Isto fica bem claro em passagens como: “Disso tudo vem o estímulo para se elaborar GIGs bem estruturadas e proporcionar espaço para inclusão de alternativas práticas dentro do contexto 'libertação animal'” em que a preocupação do Xerox é, basicamente, em relação aos efeitos reflexivos que, por exemplo, o peso do nome da festa “Feijoada Verde” possa acarretar. Essa preocupação reflexiva, de multiplicação dos efeitos de reflexão sempre foi um dos traços do punk e, não de modo diferente, aparece também no texto relacionado às bandas: “a favor de ideias a serem expostas de maneira que cause questionamento”. Esse é o espirito do punk, do “do it yourself” e não apenas deles.
Este me parece ter sido o ponto fundamental que, devido a ausência de uma explicitação maior por parte do Xerox, pode ter gerado algum tipo de ressonância pessoal indevida, quer dizer, uma ambiguidade fundamental acerca do que se gostaria de dizer e, neste caso, criticar. Neste ponto o Xerox tem todo o direito de me corrigir numa possível réplica, mas a partir da análise desse seu texto posso dizer, com toda seriedade que, o caráter multiplicador de sua crítica reside exatamente em não deixar de lado um problema que é central não apenas em relação a Feijoada Verde:  o não reconhecimento da fluidez, do fluxo das coisas e da mudança que não só deve ser ressaltado, mas coroado como parece ter feito o Xerox em meio a microfissuras que ele também, em certa medida, fora responsável por desenvolver: não parar de fixar (coisa impossível no humano), mas reconhecer os limites da fixidez e, se possível, não temer morrer no auge como uma Marilyn Monroe.   

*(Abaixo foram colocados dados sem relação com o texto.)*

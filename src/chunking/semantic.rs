//! Embedding-discontinuity splitting.
//!
//! Sentences are embedded in small context windows; a cosine-distance spike
//! between adjacent windows marks a topic shift. Segment boundaries follow
//! the detected shifts, with `max_length` applied as a soft cap when a run
//! of sentences grows too long.

use std::sync::OnceLock;

use regex::Regex;
use tracing::debug;

use super::{ChunkingConfig, Segment};
use crate::clients::{EmbeddingClient, EmbeddingClientError};
use crate::error::PipelineError;
use crate::vectors::cosine_similarity;

fn boundary_regex() -> &'static Regex {
    static RE: OnceLock<Regex> = OnceLock::new();
    RE.get_or_init(|| {
        Regex::new(r#"[.!?]+["')\]]*\s+|\n{2,}"#).expect("sentence boundary pattern is valid")
    })
}

/// Sentence spans in document order: byte offset plus the raw slice.
/// Trailing whitespace is retained so spans stay contiguous; blank spans are
/// dropped.
pub(crate) fn split_sentences(text: &str) -> Vec<(usize, &str)> {
    let mut sentences = Vec::new();
    let mut start = 0usize;
    for found in boundary_regex().find_iter(text) {
        let end = found.end();
        let raw = &text[start..end];
        if !raw.trim().is_empty() {
            sentences.push((start, raw));
        }
        start = end;
    }
    if start < text.len() {
        let raw = &text[start..];
        if !raw.trim().is_empty() {
            sentences.push((start, raw));
        }
    }
    sentences
}

/// Splits `text` at points of maximal embedding-distance discontinuity
/// between adjacent sentence windows. `config.max_length` is a soft cap;
/// overlap is not enforced. One embedding call covers all windows; a failed
/// call aborts chunking.
pub async fn chunk_semantic(
    text: &str,
    config: &ChunkingConfig,
    embeddings: &dyn EmbeddingClient,
    model: &str,
) -> Result<Vec<Segment>, PipelineError> {
    let sentences = split_sentences(text);
    if sentences.is_empty() {
        return Ok(Vec::new());
    }
    if sentences.len() <= config.sentence_window || text.chars().count() <= config.max_length {
        return Ok(vec![Segment::new(0, 0, text)]);
    }

    // One window per sentence: the sentence plus half a window of context on
    // each side.
    let half = config.sentence_window / 2;
    let windows: Vec<String> = (0..sentences.len())
        .map(|i| {
            let lo = i.saturating_sub(half);
            let hi = (i + half + 1).min(sentences.len());
            sentences[lo..hi]
                .iter()
                .map(|(_, raw)| raw.trim())
                .collect::<Vec<_>>()
                .join(" ")
        })
        .collect();

    let vectors = embeddings.embed(model, &windows).await?;
    if vectors.len() != windows.len() {
        return Err(EmbeddingClientError::CountMismatch {
            expected: windows.len(),
            got: vectors.len(),
        }
        .into());
    }

    let distances: Vec<f64> = vectors
        .windows(2)
        .map(|pair| 1.0 - cosine_similarity(&pair[0], &pair[1]))
        .collect();
    let threshold = percentile(&distances, config.breakpoint_percentile);

    // distances[i] sits between sentence i and i + 1; a spike cuts after i.
    let breaks: Vec<usize> = distances
        .iter()
        .enumerate()
        .filter(|(_, distance)| **distance > threshold)
        .map(|(i, _)| i)
        .collect();
    debug!(
        sentences = sentences.len(),
        breaks = breaks.len(),
        threshold,
        "semantic breakpoints detected"
    );

    let mut segments = Vec::new();
    let mut run_start = 0usize;
    for boundary in breaks
        .iter()
        .copied()
        .chain(std::iter::once(sentences.len() - 1))
    {
        push_runs(
            text,
            &sentences[run_start..=boundary],
            config.max_length,
            &mut segments,
        );
        run_start = boundary + 1;
    }
    Ok(segments)
}

/// Emits one segment per sentence run, re-splitting a run at sentence
/// boundaries whenever it overruns the soft cap. A single oversized sentence
/// stays whole.
fn push_runs(text: &str, run: &[(usize, &str)], max_length: usize, segments: &mut Vec<Segment>) {
    let mut piece_start = 0usize;
    let mut length = 0usize;
    for (i, (_, sentence)) in run.iter().enumerate() {
        let sentence_length = sentence.chars().count();
        if length > 0 && length + sentence_length > max_length {
            push_segment(text, &run[piece_start..i], segments);
            piece_start = i;
            length = 0;
        }
        length += sentence_length;
    }
    push_segment(text, &run[piece_start..], segments);
}

fn push_segment(text: &str, run: &[(usize, &str)], segments: &mut Vec<Segment>) {
    let (Some(&(first_offset, _)), Some(&(last_offset, last))) = (run.first(), run.last()) else {
        return;
    };
    let content = text[first_offset..last_offset + last.len()].trim_end();
    if content.is_empty() {
        return;
    }
    segments.push(Segment::new(segments.len(), first_offset, content));
}

/// Percentile by linear interpolation between closest ranks.
fn percentile(values: &[f64], p: f64) -> f64 {
    let mut sorted = values.to_vec();
    sorted.sort_by(f64::total_cmp);
    match sorted.len() {
        0 => f64::MAX,
        1 => sorted[0],
        len => {
            let rank = p * (len - 1) as f64;
            let lo = rank.floor() as usize;
            let hi = rank.ceil() as usize;
            sorted[lo] + (sorted[hi] - sorted[lo]) * (rank - lo as f64)
        }
    }
}

#[cfg(test)]
mod tests {
    use super::*;
    use async_trait::async_trait;

    /// Embeds ocean-themed text on one axis and everything else on another,
    /// giving the splitter a single unambiguous topic shift.
    struct TwoTopicEmbedder;

    #[async_trait]
    impl EmbeddingClient for TwoTopicEmbedder {
        async fn embed(
            &self,
            _model: &str,
            inputs: &[String],
        ) -> Result<Vec<Vec<f32>>, EmbeddingClientError> {
            Ok(inputs
                .iter()
                .map(|input| {
                    if input.contains("tide") || input.contains("wave") {
                        vec![1.0, 0.0]
                    } else {
                        vec![0.0, 1.0]
                    }
                })
                .collect())
        }
    }

    fn semantic_config() -> ChunkingConfig {
        ChunkingConfig {
            strategy: crate::chunking::ChunkingStrategy::Semantic,
            max_length: 60,
            overlap: 0,
            sentence_window: 1,
            breakpoint_percentile: 0.9,
        }
    }

    #[test]
    fn split_sentences_tracks_offsets() {
        let text = "First point here. Second point there! Third?\n\nA new paragraph";
        let sentences = split_sentences(text);
        assert_eq!(sentences.len(), 4);
        for (offset, raw) in &sentences {
            assert_eq!(&text[*offset..*offset + raw.len()], *raw);
        }
        assert!(sentences[3].1.starts_with("A new paragraph"));
    }

    #[tokio::test]
    async fn short_text_is_a_single_segment() {
        let text = "One tide. Two waves.";
        let segments = chunk_semantic(text, &semantic_config(), &TwoTopicEmbedder, "mock")
            .await
            .unwrap();
        assert_eq!(segments.len(), 1);
        assert_eq!(segments[0].content, text);
    }

    #[tokio::test]
    async fn topic_shift_becomes_a_boundary() {
        let text = "The tide rolls in slowly. Every wave stacks on the last. \
                    Traders shout their numbers. The market closes early today.";
        let mut config = semantic_config();
        config.max_length = 100;
        let segments = chunk_semantic(text, &config, &TwoTopicEmbedder, "mock")
            .await
            .unwrap();
        assert_eq!(segments.len(), 2);
        assert!(segments[0].content.contains("wave"));
        assert!(segments[1].content.starts_with("Traders"));
        assert_eq!(segments[1].offset, text.find("Traders").unwrap());
    }

    #[tokio::test]
    async fn soft_cap_resplits_long_runs() {
        let text = "The tide rolls in slowly over the flats. Every wave stacks on the last one. \
                    A third wave follows the second closely. The tide turns well after midnight.";
        let segments = chunk_semantic(text, &semantic_config(), &TwoTopicEmbedder, "mock")
            .await
            .unwrap();
        assert!(segments.len() > 1, "soft cap should split a uniform run");
        let indices: Vec<usize> = segments.iter().map(|s| s.index).collect();
        let expected: Vec<usize> = (0..segments.len()).collect();
        assert_eq!(indices, expected);
    }

    #[test]
    fn percentile_interpolates_between_ranks() {
        assert!((percentile(&[0.0, 0.0, 1.0], 0.9) - 0.8).abs() < 1e-9);
        assert_eq!(percentile(&[0.5], 0.9), 0.5);
    }
}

Leia o texto integral do Xerox sobre a Feijoada Verde.


[1] Rodrigo é estudante de Filosofia e mantém o blog www.antiniilina.blogspot.com. Escrito 20 de junho de 2011.
[2] Xerox é o codnome do meu amigo Juliano mantenedor do blog www.xeroxandcopy.blogspot.com e do projeto musical www.myspace.com/xeroxandycopy.
[3] A Feijoada Verde é um evento realizado desde 2005 pelo pessoal da contracultura punk-hardcore da cidade de Ourinhos interior de São Paulo. Este evento passou a ser realizado após um grupo de ativistas que protestavam contra a realização do rodeio na FAPI (Feira Agro-pecuária Industrial) serem brutalmente espancados, tudo documentado neste vídeo (http://www.midiaindependente.org/pt/blue/2005/06/319757.shtml). Em resposta ao acontecimento, e a anual presença de exploração animal na Feira, os ativistas se dedicaram a realizar este evento todo último domingo da Feira em que aconteciam shows, debates, amostra de vídeos, e troca de experiências entre grupos e indivíduos ligados ou não ao ativismo político. Cobrando um valor irrisório para a entrada (que oscilava entre 3 a 8 reais), ao término das bandas é servido, já incluso no valor, uma feijoada vegetariana para todos os participantes.